The iterator does not display its elements when printed with print(). To extract elements one by one, use the built-in next() function or a for loop.
s = 'aaa@xxx.com bbb@yyy.net ccc@zzz.org'
result = re.finditer(r'[a-z]+@[a-z]+\.[a-z]+', s)
print(result)
# <callable_iterator object at 0x107863070>
print(type(result))
# <class 'callable_iterator'>
for m in result:
print(m)
# <re.Match object; span=(0, 11), match='aaa@xxx.com'>
# <re.Match object; span=(12, 23), match='bbb@yyy.net'>
# <re.Match object; span=(24, 35), match='ccc@zzz.org'>
You can also convert the iterator to a list using list().

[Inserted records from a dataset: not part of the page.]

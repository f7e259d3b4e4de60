//! Branch-protection option merging and the force-protect flow.
//!
//! Re-protecting an already protected branch requires deleting the existing
//! protection record first, and GitLab drops every setting not re-sent with
//! the new protect call. Force-protect therefore seeds the new options from
//! the old record before overlaying the operator's options, so an update to
//! one access level does not silently reset the others.

use std::sync::Arc;

use crate::error::{Error, Result};
use crate::limiter::Limiter;

use super::client::{BranchPermission, Client, ProtectBranchOptions};
use super::types::{BranchAccessDescription, ProtectedBranch};

/// The scalar-or-list form of one access-level setting.
///
/// An empty upstream list stays absent; a single entry collapses to the
/// scalar `*_access_level` field; several entries need the full
/// `allowed_to_*` triples.
fn seed_levels(levels: &[BranchAccessDescription]) -> (Option<u32>, Option<Vec<BranchPermission>>) {
    match levels {
        [] => (None, None),
        [single] => (Some(single.access_level), None),
        several => (
            None,
            Some(
                several
                    .iter()
                    .map(|l| BranchPermission {
                        user_id: l.user_id,
                        group_id: l.group_id,
                        access_level: l.access_level,
                    })
                    .collect(),
            ),
        ),
    }
}

/// Merge the existing protection record into the operator's options.
///
/// Seeds every setting from `old`, then overlays `user`: a setting the
/// operator supplied wins outright (even when it is `false` or empty), a
/// setting they left unset keeps the seeded value. The scalar and list form
/// of one access level are overlaid as a pair, so a supplied scalar also
/// clears a seeded list.
pub fn merge_protect_options(
    old: &ProtectedBranch,
    user: &ProtectBranchOptions,
) -> ProtectBranchOptions {
    let (push_scalar, push_list) = seed_levels(&old.push_access_levels);
    let (merge_scalar, merge_list) = seed_levels(&old.merge_access_levels);
    let (unprotect_scalar, unprotect_list) = seed_levels(&old.unprotect_access_levels);

    let mut merged = ProtectBranchOptions {
        name: user.name.clone(),
        push_access_level: push_scalar,
        merge_access_level: merge_scalar,
        unprotect_access_level: unprotect_scalar,
        allowed_to_push: push_list,
        allowed_to_merge: merge_list,
        allowed_to_unprotect: unprotect_list,
        allow_force_push: Some(old.allow_force_push),
        code_owner_approval_required: Some(old.code_owner_approval_required),
    };

    if user.allow_force_push.is_some() {
        merged.allow_force_push = user.allow_force_push;
    }
    if user.code_owner_approval_required.is_some() {
        merged.code_owner_approval_required = user.code_owner_approval_required;
    }
    if user.push_access_level.is_some() || user.allowed_to_push.is_some() {
        merged.push_access_level = user.push_access_level;
        merged.allowed_to_push = user.allowed_to_push.clone();
    }
    if user.merge_access_level.is_some() || user.allowed_to_merge.is_some() {
        merged.merge_access_level = user.merge_access_level;
        merged.allowed_to_merge = user.allowed_to_merge.clone();
    }
    if user.unprotect_access_level.is_some() || user.allowed_to_unprotect.is_some() {
        merged.unprotect_access_level = user.unprotect_access_level;
        merged.allowed_to_unprotect = user.allowed_to_unprotect.clone();
    }

    merged
}

/// Apply protection to one branch, unprotecting first when a record exists.
///
/// There is no rollback between the two steps: when the reprotect call
/// fails, the branch is left unprotected and the error surfaces for that
/// branch alone. Each network call holds its own limiter slot.
pub async fn force_protect(
    client: &Client,
    limiter: &Arc<Limiter>,
    project_id: u64,
    existing: Option<&ProtectedBranch>,
    opts: &ProtectBranchOptions,
) -> Result<(ProtectedBranch, bool)> {
    if opts.name.is_empty() {
        return Err(Error::validation("protect options are missing a branch name"));
    }

    let effective = match existing {
        Some(old) => {
            let merged = merge_protect_options(old, opts);
            let permit = limiter.lock().await;
            client.unprotect_branch(project_id, &merged.name).await?;
            drop(permit);
            merged
        }
        None => opts.clone(),
    };

    let permit = limiter.lock().await;
    let result = client.protect_branch(project_id, &effective).await;
    drop(permit);
    result
}

#[cfg(test)]
mod tests {
    use super::*;

    fn level(access_level: u32) -> BranchAccessDescription {
        BranchAccessDescription {
            access_level,
            ..Default::default()
        }
    }

    fn level_for(user_id: u64, access_level: u32) -> BranchAccessDescription {
        BranchAccessDescription {
            user_id: Some(user_id),
            access_level,
            ..Default::default()
        }
    }

    #[test]
    fn scalar_levels_merge_and_empty_lists_stay_absent() {
        // Existing record: push [40], merge [30], unprotect [].
        let old = ProtectedBranch {
            name: "main".to_string(),
            push_access_levels: vec![level(40)],
            merge_access_levels: vec![level(30)],
            unprotect_access_levels: vec![],
            ..Default::default()
        };
        let user = ProtectBranchOptions {
            name: "main".to_string(),
            push_access_level: Some(40),
            ..Default::default()
        };

        let merged = merge_protect_options(&old, &user);
        assert_eq!(merged.push_access_level, Some(40));
        assert_eq!(merged.merge_access_level, Some(30));
        assert_eq!(merged.unprotect_access_level, None);
        assert!(merged.allowed_to_push.is_none());
        assert!(merged.allowed_to_unprotect.is_none());
    }

    #[test]
    fn several_entries_expand_to_permission_triples() {
        let old = ProtectedBranch {
            name: "main".to_string(),
            merge_access_levels: vec![level_for(11, 30), level_for(12, 40)],
            ..Default::default()
        };
        let user = ProtectBranchOptions {
            name: "main".to_string(),
            ..Default::default()
        };

        let merged = merge_protect_options(&old, &user);
        assert_eq!(merged.merge_access_level, None);
        let allowed = merged.allowed_to_merge.unwrap();
        assert_eq!(allowed.len(), 2);
        assert_eq!(allowed[0].user_id, Some(11));
        assert_eq!(allowed[1].access_level, 40);
    }

    #[test]
    fn booleans_copy_from_old_unless_supplied() {
        let old = ProtectedBranch {
            name: "main".to_string(),
            allow_force_push: true,
            code_owner_approval_required: true,
            ..Default::default()
        };

        let untouched = merge_protect_options(
            &old,
            &ProtectBranchOptions {
                name: "main".to_string(),
                ..Default::default()
            },
        );
        assert_eq!(untouched.allow_force_push, Some(true));
        assert_eq!(untouched.code_owner_approval_required, Some(true));

        // A supplied false wins over the seeded true.
        let overridden = merge_protect_options(
            &old,
            &ProtectBranchOptions {
                name: "main".to_string(),
                allow_force_push: Some(false),
                ..Default::default()
            },
        );
        assert_eq!(overridden.allow_force_push, Some(false));
    }

    #[test]
    fn supplied_scalar_clears_seeded_list() {
        let old = ProtectedBranch {
            name: "main".to_string(),
            push_access_levels: vec![level_for(1, 30), level_for(2, 40)],
            ..Default::default()
        };
        let user = ProtectBranchOptions {
            name: "main".to_string(),
            push_access_level: Some(0),
            ..Default::default()
        };

        let merged = merge_protect_options(&old, &user);
        assert_eq!(merged.push_access_level, Some(0));
        assert!(merged.allowed_to_push.is_none());
    }

    #[test]
    fn merge_is_idempotent_when_old_matches_new() {
        let old = ProtectedBranch {
            name: "main".to_string(),
            push_access_levels: vec![level(40)],
            merge_access_levels: vec![level(30)],
            allow_force_push: false,
            code_owner_approval_required: false,
            ..Default::default()
        };
        let user = ProtectBranchOptions {
            name: "main".to_string(),
            push_access_level: Some(40),
            merge_access_level: Some(30),
            allow_force_push: Some(false),
            code_owner_approval_required: Some(false),
            ..Default::default()
        };

        let once = merge_protect_options(&old, &user);
        assert_eq!(once, user);
    }
}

l = list(re.finditer(r'[a-z]+@[a-z]+\.[a-z]+', s))
print(l)
# [<re.Match object; span=(0, 11), match='aaa@xxx.com'>, <re.Match object; span=(12, 23), match='bbb@yyy.net'>, <re.Match object; span=(24, 35), match='ccc@zzz.org'>]
print(l[0])
# <re.Match object; span=(0, 11), match='aaa@xxx.com'>
print(type(l[0]))
# <class 're.Match'>
print(l[0].span())
# (0, 11)
If you want to get the positions of all matching parts, using list comprehensions is more convenient than using list().
print([m.span() for m in re.finditer(r'[a-z]+@[a-z]+\.[a-z]+', s)])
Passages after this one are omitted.